--- WHAT YOU NEED TO DO ---
Return each line of the data below that contains the string "predicate".

————

#![allow(dead_code)]
//! Shared fakes for the integration tests: an in-memory channel the tests
//! can script both sides of, a counting REST backend, and a scripted push
//! stream.
use async_trait::async_trait;
use chrono::Utc;
use sparklink_core::error::{Result, SparkError};
use sparklink_core::http::Api;
use sparklink_core::realtime::protocol::{ClientFrame, ServerFrame};
use sparklink_core::realtime::{Channel, ChannelPair};
use sparklink_core::sse::{SearchStream, SseEvent};
use sparklink_core::types::{Message, MessageKind, MessageStatus};
use std::sync::atomic::{AtomicBool, AtomicUsize, Ordering};
use std::sync::{Arc, Mutex};
use std::time::Duration;
use tokio::sync::mpsc;
use tokio::time::sleep;
use tokio_util::sync::CancellationToken;

/// One accepted fake connection, handed to the test for scripting
pub struct FakeLink {
    pub url: String,
    pub token: String,
    pub from_client: mpsc::Receiver<ClientFrame>,
    pub to_client: mpsc::Sender<ServerFrame>,
}

/// Channel whose connections surface as [`FakeLink`]s on a side channel
pub struct FakeChannel {
    links: mpsc::UnboundedSender<FakeLink>,
}

impl FakeChannel {
    pub fn new() -> (Arc<Self>, mpsc::UnboundedReceiver<FakeLink>) {
        let (links, accepted) = mpsc::unbounded_channel();
        (Arc::new(Self { links }), accepted)
    }
}

#[async_trait]
impl Channel for FakeChannel {
    async fn open(&self, url: &str, token: &str) -> Result<ChannelPair> {
        let (out_tx, out_rx) = mpsc::channel(64);
        let (in_tx, in_rx) = mpsc::channel(64);
        self.links
            .send(FakeLink {
                url: url.to_string(),
                token: token.to_string(),
                from_client: out_rx,
                to_client: in_tx,
            })
            .map_err(|_| SparkError::Channel("test harness gone".to_string()))?;
        Ok(ChannelPair {
            outbound: out_tx,
            inbound: in_rx,
        })
    }
}

/// Counting REST backend
#[derive(Default)]
pub struct FakeApi {
    pub joins: AtomicUsize,
    pub leaves: AtomicUsize,
    pub heartbeats: AtomicUsize,
    pub delivered: Mutex<Vec<String>>,
    pub history: Mutex<Vec<Message>>,
    pub history_delay: Mutex<Duration>,
    pub join_delay: Mutex<Duration>,
    pub heartbeat_fails: AtomicBool,
    pub deliver_fails: AtomicBool,
}

impl FakeApi {
    pub fn heartbeat_count(&self) -> usize {
        self.heartbeats.load(Ordering::SeqCst)
    }
}

#[async_trait]
impl Api for FakeApi {
    async fn recent_messages(&self, _conversation_id: &str, _limit: usize) -> Result<Vec<Message>> {
        let delay = *self.history_delay.lock().unwrap();
        if !delay.is_zero() {
            sleep(delay).await;
        }
        Ok(self.history.lock().unwrap().clone())
    }

    async fn join_queue(&self) -> Result<()> {
        let delay = *self.join_delay.lock().unwrap();
        if !delay.is_zero() {
            sleep(delay).await;
        }
        self.joins.fetch_add(1, Ordering::SeqCst);
        Ok(())
    }

    async fn leave_queue(&self) -> Result<()> {
        self.leaves.fetch_add(1, Ordering::SeqCst);
        Ok(())
    }

    async fn heartbeat(&self) -> Result<()> {
        self.heartbeats.fetch_add(1, Ordering::SeqCst);
        if self.heartbeat_fails.load(Ordering::SeqCst) {
            return Err(SparkError::Api {
                status: 503,
                message: "heartbeat unavailable".to_string(),
            });
        }
        Ok(())
    }

    async fn acknowledge_delivery(&self, message_id: &str) -> Result<()> {
        if self.deliver_fails.load(Ordering::SeqCst) {
            return Err(SparkError::Api {
                status: 503,
                message: "delivery endpoint unavailable".to_string(),
            });
        }
        self.delivered.lock().unwrap().push(message_id.to_string());
        Ok(())
    }
}

/// Push stream that hands out a prepared receiver and records the
/// cancellation token of every open
#[derive(Default)]
pub struct ScriptedStream {
    prepared: Mutex<Option<mpsc::Receiver<SseEvent>>>,
    pub cancels: Mutex<Vec<CancellationToken>>,
    pub fail_open: AtomicBool,
}

impl ScriptedStream {
    pub fn new() -> (Arc<Self>, mpsc::Sender<SseEvent>) {
        let (tx, rx) = mpsc::channel(16);
        let stream = Arc::new(Self {
            prepared: Mutex::new(Some(rx)),
            cancels: Mutex::new(Vec::new()),
            fail_open: AtomicBool::new(false),
        });
        (stream, tx)
    }
}

#[async_trait]
impl SearchStream for ScriptedStream {
    async fn open(&self, _token: &str, cancel: CancellationToken) -> Result<mpsc::Receiver<SseEvent>> {
        self.cancels.lock().unwrap().push(cancel);
        if self.fail_open.load(Ordering::SeqCst) {
            return Err(SparkError::Channel("stream refused".to_string()));
        }
        self.prepared
            .lock()
            .unwrap()
            .take()
            .ok_or_else(|| SparkError::Channel("stream already open".to_string()))
    }
}

pub fn sample_message(id: &str, conversation_id: &str, author_id: &str) -> Message {
    Message {
        id: id.to_string(),
        conversation_id: conversation_id.to_string(),
        author_id: author_id.to_string(),
        content: format!("body-{}", id),
        kind: MessageKind::Text,
        status: MessageStatus::Sent,
        created_at: Utc::now(),
        edited_at: None,
        deleted_at: None,
    }
}

/// Poll until `predicate` holds, panicking after a second
pub async fn wait_until<F: FnMut() -> bool>(what: &str, mut predicate: F) {
    for _ in 0..200 {
        if predicate() {
            return;
        }
        sleep(Duration::from_millis(5)).await;
    }
    panic!("timed out waiting for {}", what);
}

————

--- RESULT FOR THIS EXERCISE ---
/// Poll until `predicate` holds, panicking after a second
pub async fn wait_until<F: FnMut() -> bool>(what: &str, mut predicate: F) {
        if predicate() {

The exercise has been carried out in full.